Someone at OPEC misunderstood the message from Moscow last month when rumours circulated that Russia might fall in line with cartel policy. The oil price surged briefly in the hope that Russian oil producers would reduce output in collaboration with Saudi Aramco, but the whisperers were looking at the wrong commodity and the wrong policy.
Instead of oil, think of natural gas, where Russia finds itself in a similar quandary as Saudi Arabia: The largest and, traditionally, the lowest-cost producer is under threat from the new boys on the block. Gazprom, the Russian state utility and biggest supplier to the European Union, is readying itself for a showdown with liquefied natural gas exporters, including anticipated shipments of LNG from the United States. The Financial Times reports that Gazprom executives are preparing the company for a price war to protect their market share in Europe. Just as Saudi Arabia took off the gloves last year to defend its oil market share and drive more expensive (American) producers out of the market, Russia plans to adopt the same strategy against the threat from U.S. LNG.
For natural gas investors, the story has a dreadful ring of truth about it. Separately, Argus Media reports that Gazprom's deputy chief executive, Alexander Medvedev, confirmed that the Russian company intends to maintain its 30-per-cent share of the European market, even in the face of increasing LNG imports. A defiant Gazprom and the recent surge in LNG capacity with more than 18 million tonnes a year coming on stream before June can mean only one thing – falling gas prices. Most of that extra gas is coming from Australia, where the LNG glut has since 2014 halved the cost of gas for delivery to Japan, China and South Korea.
The availability of cheap LNG is now depressing gas prices in the Atlantic Basin, where the LNG price is now assessed at $6 (U.S.) per million British thermal units compared with $10 in 2014. Meanwhile, U.S. energy companies are planning to use LNG as an escape valve to deflate America's growing natural gas bubble. Cheniere Energy is preparing to export a test cargo from its new liquefaction plant in Louisiana in late February or March.
Even in the teeth of winter blizzards and an expanding power generation market, the U.S. wholesale natural gas price has fallen by a third since last summer to $2 per million Btu. The American gas bubble has cost Canadian gas producers dearly. The huge output of the Marcellus shale formation in Pennsylvania has resulted in Canadian gas exporters losing more than half of their market in the U.S. Northeast during the past year. One might have hoped that LNG exports from the U.S. Gulf would reduce the pressure on the U.S. bubble but that will depend on whether frozen gas in ships can compete with Gazprom's pipelines and the determination of the Kremlin to price the Yankee gas out of Europe.
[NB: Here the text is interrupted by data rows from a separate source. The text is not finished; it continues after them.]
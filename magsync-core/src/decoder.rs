//! Record decoding
//!
//! Every field is read at a fixed offset in little-endian order. No buffer is
//! ever reinterpreted as a structure.

use crate::catalog::{self, RecordKind};
use crate::constants::{HEADER_SIZE, RAW_SAMPLES_PER_BLOCK};
use crate::error::SyncError;
use crate::records::{
    DecimatedSample, Heartbeat, RawBlock, RawSample, Record, RecordHeader,
};
use bytes::Buf;

/// Decode `bytes` as a record of type `type_id`.
///
/// `bytes` must hold the whole record, header included, and be exactly the
/// catalog size for the type.
pub fn decode(type_id: u32, bytes: &[u8]) -> Result<Record, SyncError> {
    let kind = RecordKind::from_type_id(type_id).ok_or(SyncError::UnknownRecordType(type_id))?;
    decode_kind(kind, bytes)
}

/// Decode a complete record, validating its header against the catalog
pub fn decode_record(bytes: &[u8]) -> Result<Record, SyncError> {
    let header = RecordHeader::parse(bytes)?;
    let kind = catalog::classify(&header)?;
    decode_kind(kind, bytes)
}

/// Decode `bytes` as a record of a known kind
pub fn decode_kind(kind: RecordKind, bytes: &[u8]) -> Result<Record, SyncError> {
    if bytes.len() != kind.wire_size() {
        return Err(SyncError::IncompleteRecord {
            expected: kind.wire_size(),
            actual: bytes.len(),
        });
    }

    let mut body = &bytes[HEADER_SIZE..];
    let record = match kind {
        RecordKind::RawBlock => Record::RawBlock(decode_raw_block(&mut body)),
        RecordKind::Decimated => Record::Decimated(decode_decimated(&mut body)),
        RecordKind::Heartbeat => Record::Heartbeat(decode_heartbeat(&mut body)),
    };

    Ok(record)
}

fn decode_heartbeat(buf: &mut &[u8]) -> Heartbeat {
    let index = buf.get_u64_le();
    let ip_address = buf.get_u32_le();
    let mut serial_number = [0u8; 8];
    buf.copy_to_slice(&mut serial_number);
    let mut mfam_serial_number = [0u8; 8];
    buf.copy_to_slice(&mut mfam_serial_number);

    let sample_period_ms = buf.get_u32_le();
    let mfam_running_mode = buf.get_u32_le();
    let pps_status = buf.get_u32_le();
    let counter_at_last_pps = buf.get_u64_le();
    let counter_at_first_pps = buf.get_u64_le();
    let supply_voltage = buf.get_u16_le();
    let leak_detector = buf.get_u16_le();
    let aux_port_status = buf.get_u16_le();
    let total_run_time = buf.get_u16_le();
    let fpga_temperature = buf.get_u16_le();
    let board_temperature = buf.get_u16_le();
    let system_faults = buf.get_u32_le();
    let reserved2 = buf.get_u32_le();
    let mfam_status = [
        buf.get_u16_le(),
        buf.get_u16_le(),
        buf.get_u16_le(),
        buf.get_u16_le(),
    ];
    let mut reserved1 = [0u8; 16];
    buf.copy_to_slice(&mut reserved1);

    Heartbeat {
        index,
        ip_address,
        serial_number,
        mfam_serial_number,
        sample_period_ms,
        mfam_running_mode,
        pps_status,
        counter_at_last_pps,
        counter_at_first_pps,
        supply_voltage,
        leak_detector,
        aux_port_status,
        total_run_time,
        fpga_temperature,
        board_temperature,
        system_faults,
        reserved2,
        mfam_status,
        reserved1,
    }
}

fn decode_decimated(buf: &mut &[u8]) -> DecimatedSample {
    let index = buf.get_u64_le();
    let mag_data = buf.get_f64_le();
    let field_strength = buf.get_f32_le();
    let data_valid = buf.get_u32_le();
    let compass = [buf.get_f32_le(), buf.get_f32_le(), buf.get_f32_le()];
    let accelerometer = [buf.get_f32_le(), buf.get_f32_le(), buf.get_f32_le()];
    let gyro = [buf.get_f32_le(), buf.get_f32_le(), buf.get_f32_le()];
    let imu_temperature = buf.get_f32_le();
    let mut reserved = [0u8; 16];
    buf.copy_to_slice(&mut reserved);

    DecimatedSample {
        index,
        mag_data,
        field_strength,
        data_valid,
        compass,
        accelerometer,
        gyro,
        imu_temperature,
        reserved,
    }
}

fn decode_raw_block(buf: &mut &[u8]) -> RawBlock {
    let first_sample_index = buf.get_u64_le();
    let samples = (0..RAW_SAMPLES_PER_BLOCK)
        .map(|_| decode_raw_sample(buf))
        .collect();

    RawBlock {
        first_sample_index,
        samples,
    }
}

fn decode_raw_sample(buf: &mut &[u8]) -> RawSample {
    RawSample {
        frame_id: buf.get_u16_le(),
        sys_status: buf.get_u16_le(),
        mag1_data: buf.get_u32_le(),
        mag1_status: buf.get_u16_le(),
        mag2_status: buf.get_u16_le(),
        mag2_data: buf.get_u32_le(),
        aux: [
            buf.get_u16_le(),
            buf.get_u16_le(),
            buf.get_u16_le(),
            buf.get_u16_le(),
        ],
        analog: [
            buf.get_u16_le(),
            buf.get_u16_le(),
            buf.get_u16_le(),
            buf.get_u16_le(),
        ],
    }
}

#[cfg(test)]
mod tests {
    use super::*;
    use crate::constants::{DECIMATED_TYPE, HEARTBEAT_SIZE, HEARTBEAT_TYPE};
    use crate::encoder::encode_record;

    fn put(buf: &mut [u8], offset: usize, bytes: &[u8]) {
        buf[offset..offset + bytes.len()].copy_from_slice(bytes);
    }

    #[test]
    fn test_decode_heartbeat_offsets() {
        let mut wire = vec![0u8; HEARTBEAT_SIZE];
        put(&mut wire, 0, &HEARTBEAT_TYPE.to_le_bytes());
        put(&mut wire, 4, &(HEARTBEAT_SIZE as u32).to_le_bytes());
        put(&mut wire, 8, &77u64.to_le_bytes());
        put(&mut wire, 36, &1000u32.to_le_bytes());
        put(&mut wire, 48, &5_000u64.to_le_bytes());
        put(&mut wire, 56, &1_000u64.to_le_bytes());
        put(&mut wire, 74, &321u16.to_le_bytes());
        put(&mut wire, 84, &0xC123u16.to_le_bytes());
        put(&mut wire, 90, &0x0001u16.to_le_bytes());
        wire[107] = 0xAB;

        let record = decode_record(&wire).unwrap();
        let Record::Heartbeat(status) = record else {
            panic!("expected heartbeat");
        };

        assert_eq!(status.index, 77);
        assert_eq!(status.sample_period_ms, 1000);
        assert_eq!(status.counter_at_last_pps, 5_000);
        assert_eq!(status.counter_at_first_pps, 1_000);
        assert_eq!(status.board_temperature, 321);
        assert_eq!(status.mfam_status, [0xC123, 0, 0, 1]);
        assert_eq!(status.reserved1[15], 0xAB);
    }

    #[test]
    fn test_decode_decimated_offsets() {
        let mut wire = vec![0u8; 88];
        put(&mut wire, 0, &DECIMATED_TYPE.to_le_bytes());
        put(&mut wire, 4, &88u32.to_le_bytes());
        put(&mut wire, 8, &9u64.to_le_bytes());
        put(&mut wire, 16, &52_000.5f64.to_le_bytes());
        put(&mut wire, 32, &1.5f32.to_le_bytes());
        put(&mut wire, 56, &(-2.0f32).to_le_bytes());
        put(&mut wire, 68, &25.0f32.to_le_bytes());

        let Record::Decimated(sample) = decode(DECIMATED_TYPE, &wire).unwrap() else {
            panic!("expected decimated");
        };

        assert_eq!(sample.index, 9);
        assert_eq!(sample.mag_data, 52_000.5);
        assert_eq!(sample.compass[0], 1.5);
        assert_eq!(sample.gyro[0], -2.0);
        assert_eq!(sample.imu_temperature, 25.0);
    }

    #[test]
    fn test_decode_raw_block_offsets() {
        let mut block = RawBlock {
            first_sample_index: 4000,
            ..Default::default()
        };
        block.samples[39].mag2_data = 1_000_000;
        block.samples[0].analog = [1, 2, 3, 4];

        let wire = encode_record(&Record::RawBlock(block.clone())).unwrap();
        // Last sample's mag2 sits at 16 + 39 * 32 + 12
        assert_eq!(&wire[1276..1280], &1_000_000u32.to_le_bytes());
        // First sample's adc0 sits at 16 + 24
        assert_eq!(&wire[40..42], &1u16.to_le_bytes());

        assert_eq!(decode_record(&wire).unwrap(), Record::RawBlock(block));
    }

    #[test]
    fn test_decode_wrong_length() {
        let result = decode(HEARTBEAT_TYPE, &[0u8; 100]);
        assert_eq!(
            result,
            Err(SyncError::IncompleteRecord {
                expected: 108,
                actual: 100
            })
        );
    }

    #[test]
    fn test_decode_unknown_type() {
        assert_eq!(
            decode(0x0001_0099, &[0u8; 88]),
            Err(SyncError::UnknownRecordType(0x0001_0099))
        );
    }

    #[test]
    fn test_decode_record_rejects_size_mismatch() {
        let mut wire = vec![0u8; 88];
        put(&mut wire, 0, &DECIMATED_TYPE.to_le_bytes());
        put(&mut wire, 4, &96u32.to_le_bytes());
        assert!(matches!(
            decode_record(&wire),
            Err(SyncError::SizeMismatch { declared: 96, .. })
        ));
    }
}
LNG is significantly more expensive to produce and transport. The rapidly falling output of Britain's dwindling North Sea gas fields leaves a door open to LNG importers if American exporters can compete; the EU market looks attractive with gas prices above $5 per million Btu, but Gazprom's delivery cost to Germany is about $3.5 per million Btu compared with a break-even cost for shipping LNG from the U.S. Gulf to a European port priced at $4.3.
For Canadian gas producers, the outlook in the neighbouring market may depend as much on Russia's willingness to sustain losses as it does on U.S. domestic gas demand. Gazprom has already absorbed big price cuts as its main customers have taken advantage of arbitration clauses to force through reductions in the cost of long-term contracts. Meanwhile, the European Commission is demanding changes in the way Gazprom does business, including its ability to control capacity in new pipeline investments. The collapse in energy prices has come at a bad time for Gazprom, forcing the monopoly utility to accept market pricing and competition. It may be that Gazprom, like Saudi Aramco, has concluded that in a world of cheap energy, only the lowest-cost producers will survive.
It's almost a scorched-earth policy, but Russia has done that before and, in the end, defeated the invaders.
Carl Mortished is a Canadian financial journalist based in London.